Your Complete Guide to Medicare Fee Schedule Lookup: Answering All Your Key Questions!16 min read

medicare fee schedule lookup
Get answers to all your Medicare Fee Schedule Lookup questions from CMS billing and coding specialists at Transcure. Read the questionnaire now!

CMS has introduced its Medicare Fee Schedule Lookup* for the CY 2024-2025 and made a lot of changes in the codes and payment structures for many medical services. Now, you might have many questions in your mind about how this new Medicare physician fee schedule will affect my practice revenue, right? Don’t worry; this article shares a complete question-and-answer guide by specialty-specific certified coding and billing experts. It answers all your questions about the new Medicare Fee Schedule Lookup and how it will affect your coding and reimbursements in the coming calendar year.

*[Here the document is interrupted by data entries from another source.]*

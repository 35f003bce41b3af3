//! Provider response caching
//!
//! Raw provider payloads are cached under a deterministic key so identical
//! searches do not hit the upstream provider twice within the TTL. The cache
//! is read-then-write with no locking: concurrent identical misses may both
//! populate an entry, and the last write wins.

use crate::search::{FilterSetting, Vertical};
use async_trait::async_trait;
use moka::future::Cache;
use moka::Expiry;
use std::fmt;
use std::time::{Duration, Instant};
use thiserror::Error;

/// Delimiter between key components
pub const KEY_DELIMITER: &str = ":";

/// Deterministic cache key for a search request
#[derive(Debug, Clone, PartialEq, Eq, Hash)]
pub struct CacheKey(String);

impl CacheKey {
    /// Key for an external provider call. Order-sensitive; two logically
    /// identical requests always produce the same key.
    pub fn provider(
        formatted_query: &str,
        sources: &str,
        offset: u64,
        per_page: u32,
        highlighting: bool,
        filter_setting: FilterSetting,
    ) -> Self {
        Self::join(&[
            formatted_query.to_string(),
            sources.to_string(),
            offset.to_string(),
            per_page.to_string(),
            highlighting.to_string(),
            filter_setting.to_string(),
        ])
    }

    /// Key for an internal index call, scoped to the tenant
    pub fn internal(
        vertical: Vertical,
        query: &str,
        tenant: &str,
        page: u32,
        per_page: u32,
    ) -> Self {
        let prefix = match vertical {
            Vertical::Image => "oasis_image",
            _ => "odie",
        };
        Self::join(&[
            prefix.to_string(),
            query.to_string(),
            tenant.to_string(),
            page.to_string(),
            per_page.to_string(),
        ])
    }

    /// Key for a news search; `range` is the date range fragment
    pub fn news(
        tenant: &str,
        query: &str,
        channel: Option<u64>,
        range: &str,
        page: u32,
        per_page: u32,
    ) -> Self {
        Self::join(&[
            tenant.to_string(),
            query.to_string(),
            channel.map(|c| c.to_string()).unwrap_or_default(),
            range.to_string(),
            page.to_string(),
            per_page.to_string(),
        ])
    }

    fn join(parts: &[String]) -> Self {
        Self(parts.join(KEY_DELIMITER))
    }

    pub fn as_str(&self) -> &str {
        &self.0
    }
}

impl fmt::Display for CacheKey {
    fn fmt(&self, f: &mut fmt::Formatter<'_>) -> fmt::Result {
        f.write_str(&self.0)
    }
}

/// Cache backend errors. Callers treat every one of them as a miss.
#[derive(Debug, Clone, Error, PartialEq, Eq)]
pub enum CacheError {
    #[error("cache unavailable: {0}")]
    Unavailable(String),
}

/// Shared response cache collaborator
#[async_trait]
pub trait ResponseCache: Send + Sync {
    async fn get(&self, key: &CacheKey) -> Result<Option<Vec<u8>>, CacheError>;

    async fn setex(&self, key: &CacheKey, ttl: Duration, value: Vec<u8>) -> Result<(), CacheError>;
}

#[derive(Clone)]
struct CachedPayload {
    bytes: Vec<u8>,
    ttl: Duration,
}

struct PayloadExpiry;

impl Expiry<String, CachedPayload> for PayloadExpiry {
    fn expire_after_create(
        &self,
        _key: &String,
        value: &CachedPayload,
        _created_at: Instant,
    ) -> Option<Duration> {
        Some(value.ttl)
    }

    /// A rewrite restarts the clock with the new payload's TTL
    fn expire_after_update(
        &self,
        _key: &String,
        value: &CachedPayload,
        _updated_at: Instant,
        _duration_until_expiry: Option<Duration>,
    ) -> Option<Duration> {
        Some(value.ttl)
    }
}

/// In-process cache with per-entry TTL
pub struct MemoryCache {
    cache: Cache<String, CachedPayload>,
}

impl MemoryCache {
    /// Create a new cache holding at most `max_capacity` payloads
    pub fn new(max_capacity: u64) -> Self {
        let cache = Cache::builder()
            .max_capacity(max_capacity)
            .expire_after(PayloadExpiry)
            .build();

        Self { cache }
    }

    /// Remove a cached payload
    pub async fn remove(&self, key: &CacheKey) {
        self.cache.remove(key.as_str()).await;
    }

    /// Clear the entire cache
    pub fn clear(&self) {
        self.cache.invalidate_all();
    }

    /// Get cache size
    pub fn size(&self) -> u64 {
        self.cache.entry_count()
    }
}

impl Default for MemoryCache {
    fn default() -> Self {
        Self::new(10_000)
    }
}

#[async_trait]
impl ResponseCache for MemoryCache {
    async fn get(&self, key: &CacheKey) -> Result<Option<Vec<u8>>, CacheError> {
        Ok(self.cache.get(key.as_str()).await.map(|p| p.bytes))
    }

    async fn setex(&self, key: &CacheKey, ttl: Duration, value: Vec<u8>) -> Result<(), CacheError> {
        self.cache
            .insert(key.to_string(), CachedPayload { bytes: value, ttl })
            .await;
        Ok(())
    }
}

/// Cache that never stores anything
#[derive(Debug, Default, Clone, Copy)]
pub struct NullCache;

#[async_trait]
impl ResponseCache for NullCache {
    async fn get(&self, _key: &CacheKey) -> Result<Option<Vec<u8>>, CacheError> {
        Ok(None)
    }

    async fn setex(&self, _key: &CacheKey, _ttl: Duration, _value: Vec<u8>) -> Result<(), CacheError> {
        Ok(())
    }
}

#[cfg(test)]
mod tests {
    use super::*;

    #[test]
    fn test_provider_key_is_deterministic() {
        let a = CacheKey::provider("(taxes) (site:irs.gov)", "Spell+Web", 0, 10, true, FilterSetting::Medium);
        let b = CacheKey::provider("(taxes) (site:irs.gov)", "Spell+Web", 0, 10, true, FilterSetting::Medium);
        assert_eq!(a, b);
        assert_eq!(a.as_str(), "(taxes) (site:irs.gov):Spell+Web:0:10:true:medium");
    }

    #[test]
    fn test_provider_keys_differ_on_each_component() {
        let base = CacheKey::provider("q", "Spell+Web", 0, 10, true, FilterSetting::Medium);
        let variants = [
            CacheKey::provider("q2", "Spell+Web", 0, 10, true, FilterSetting::Medium),
            CacheKey::provider("q", "Image", 0, 10, true, FilterSetting::Medium),
            CacheKey::provider("q", "Spell+Web", 10, 10, true, FilterSetting::Medium),
            CacheKey::provider("q", "Spell+Web", 0, 20, true, FilterSetting::Medium),
            CacheKey::provider("q", "Spell+Web", 0, 10, false, FilterSetting::Medium),
            CacheKey::provider("q", "Spell+Web", 0, 10, true, FilterSetting::High),
        ];
        for variant in variants {
            assert_ne!(base, variant);
        }
    }

    #[test]
    fn test_internal_image_key() {
        let key = CacheKey::internal(Vertical::Image, "element", "usagov", 4, 10);
        assert_eq!(key.as_str(), "oasis_image:element:usagov:4:10");
    }

    #[test]
    fn test_news_key() {
        let key = CacheKey::news("usagov", "element", Some(7), "2012-10-01..2012-10-31", 1, 10);
        assert_eq!(key.as_str(), "usagov:element:7:2012-10-01..2012-10-31:1:10");

        let key = CacheKey::news("usagov", "element", None, "", 1, 20);
        assert_eq!(key.as_str(), "usagov:element:::1:20");
    }

    #[tokio::test]
    async fn test_memory_cache() {
        let cache = MemoryCache::new(100);
        let key = CacheKey::provider("q", "Spell+Web", 0, 10, true, FilterSetting::Off);
        assert_eq!(cache.get(&key).await.unwrap(), None);

        cache.setex(&key, Duration::from_secs(60), vec![1, 2, 3]).await.unwrap();
        assert_eq!(cache.get(&key).await.unwrap(), Some(vec![1, 2, 3]));

        cache.remove(&key).await;
        assert_eq!(cache.get(&key).await.unwrap(), None);
    }

    #[tokio::test]
    async fn test_memory_cache_expires() {
        let cache = MemoryCache::new(100);
        let key = CacheKey::internal(Vertical::Web, "q", "t", 1, 10);
        cache
            .setex(&key, Duration::from_millis(50), b"payload".to_vec())
            .await
            .unwrap();

        tokio::time::sleep(Duration::from_millis(150)).await;
        assert_eq!(cache.get(&key).await.unwrap(), None);
    }

    #[tokio::test]
    async fn test_rewrite_restarts_ttl() {
        let cache = MemoryCache::new(100);
        let key = CacheKey::internal(Vertical::Web, "q", "t", 1, 10);
        cache
            .setex(&key, Duration::from_millis(100), b"first".to_vec())
            .await
            .unwrap();
        cache
            .setex(&key, Duration::from_secs(60), b"second".to_vec())
            .await
            .unwrap();

        tokio::time::sleep(Duration::from_millis(250)).await;
        assert_eq!(cache.get(&key).await.unwrap(), Some(b"second".to_vec()));
    }

    #[tokio::test]
    async fn test_null_cache_never_hits() {
        let cache = NullCache;
        let key = CacheKey::internal(Vertical::Web, "q", "t", 1, 10);
        cache.setex(&key, Duration::from_secs(60), vec![1]).await.unwrap();
        assert_eq!(cache.get(&key).await.unwrap(), None);
    }
}
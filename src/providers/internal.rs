//! Internal index provider
//!
//! Tenant-local document index for web and news results, plus the image
//! index. Queries are sent without the tenant scope clause; the index scopes
//! by tenant id itself.

use super::traits::*;
use crate::cache::CacheKey;
use crate::config::ProviderConfig;
use crate::results::{ProviderResponse, RawResult};
use crate::search::Vertical;
use chrono::{DateTime, Utc};
use serde::Deserialize;

/// Internal document and image index
pub struct InternalIndex {
    web_url: String,
    image_url: String,
    news_url: Option<String>,
    api_key: Option<String>,
}

impl InternalIndex {
    pub fn new(config: &ProviderConfig) -> Self {
        Self {
            web_url: config.web_url.clone(),
            image_url: config.image_url.clone(),
            news_url: config.news_url.clone(),
            api_key: config.api_key.clone(),
        }
    }
}

impl Provider for InternalIndex {
    fn name(&self) -> &str {
        "internal_index"
    }

    fn kind(&self) -> ProviderKind {
        ProviderKind::InternalIndex
    }

    fn verticals(&self) -> &[Vertical] {
        if self.news_url.is_some() {
            &[Vertical::Web, Vertical::Image, Vertical::News]
        } else {
            &[Vertical::Web, Vertical::Image]
        }
    }

    fn sources(&self, vertical: Vertical) -> &'static str {
        match vertical {
            Vertical::Web => "odie",
            Vertical::Image => "oasis_image",
            Vertical::News => "news",
        }
    }

    fn cache_key(&self, query: &ProviderQuery) -> CacheKey {
        match query.vertical {
            Vertical::News => CacheKey::news(
                &query.tenant_id,
                &query.query,
                query.channel,
                &query
                    .date_range
                    .map(|range| range.key_fragment())
                    .unwrap_or_default(),
                query.page,
                query.per_page,
            ),
            vertical => CacheKey::internal(
                vertical,
                &query.query,
                &query.tenant_id,
                query.page,
                query.per_page,
            ),
        }
    }

    fn request(&self, query: &ProviderQuery) -> Result<OutboundRequest, ProviderError> {
        let url = match query.vertical {
            Vertical::Web => &self.web_url,
            Vertical::Image => &self.image_url,
            Vertical::News => self
                .news_url
                .as_ref()
                .ok_or(ProviderError::UnsupportedVertical(Vertical::News))?,
        };

        let mut request = OutboundRequest::get(url)
            .param("affiliate", &query.tenant_id)
            .param("query", &query.query)
            .param("page", query.page)
            .param("per_page", query.per_page)
            .param("offset", query.offset)
            .param("locale", &query.locale);

        if query.vertical == Vertical::News {
            let range = query.date_range.unwrap_or_default();
            request = request
                .param_opt("channel", query.channel)
                .param_opt("since", range.since.map(|d| d.to_rfc3339()))
                .param_opt("until", range.until.map(|d| d.to_rfc3339()));
            if query.channel.is_none() && !query.feeds.is_empty() {
                let feeds = query
                    .feeds
                    .iter()
                    .map(u64::to_string)
                    .collect::<Vec<_>>()
                    .join(",");
                request = request.param("feeds", feeds);
            }
            if query.sort_by_relevance {
                request = request.param("sort_by", "r");
            }
        }

        if let Some(ref key) = self.api_key {
            request = request.header("X-Api-Key", key);
        }

        Ok(request)
    }

    fn decode(&self, query: &ProviderQuery, body: &str) -> Result<ProviderResponse, ProviderError> {
        let payload: Payload = serde_json::from_str(body)?;

        Ok(ProviderResponse {
            total: payload.total,
            offset: payload.offset.unwrap_or(query.offset),
            results: payload.results.into_iter().map(RawResult::from).collect(),
            spelling_suggestion: payload.spelling_suggestion,
            related_terms: payload.related,
        })
    }
}

#[derive(Debug, Deserialize)]
struct Payload {
    #[serde(default)]
    total: u64,
    offset: Option<u64>,
    #[serde(default)]
    results: Vec<Document>,
    spelling_suggestion: Option<String>,
    #[serde(default)]
    related: Vec<String>,
}

#[derive(Debug, Deserialize)]
struct Document {
    title: Option<String>,
    url: Option<String>,
    display_url: Option<String>,
    description: Option<String>,
    thumbnail_url: Option<String>,
    published_at: Option<DateTime<Utc>>,
}

impl From<Document> for RawResult {
    fn from(doc: Document) -> Self {
        RawResult {
            title: doc.title,
            url: doc.url,
            display_url: doc.display_url,
            description: doc.description,
            thumbnail: doc.thumbnail_url,
            published_at: doc.published_at,
            ..Default::default()
        }
    }
}
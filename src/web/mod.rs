//! Web server module
//!
//! Thin JSON API over the search orchestrator.

mod handlers;
mod routes;
mod state;

pub use handlers::{SearchParams, UNKNOWN_TENANT};
pub use routes::create_router;
pub use state::AppState;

1. How will the proposed rule affect my reimbursement rates?

The new 2025 Medicare Physician Fee Schedule Lookup suggests updates to the conversion factor while affecting reimbursement rates across various specialties. Understanding these changes is vital to calculating payments using the updated Medicare fee schedule lookup. The conversion factor is being adjusted, which will slightly reduce or increase payments depending on service categories.

2. What changes are proposed for evaluation and management (E/M) services?

E/M services are seeing notable updates, including more streamlined billing processes and updates to split/shared services guidelines. The goal is to make E/M coding easier for providers and increase accuracy in billing. For detailed information, use the Medicare physician fee schedule lookup to find specific rates.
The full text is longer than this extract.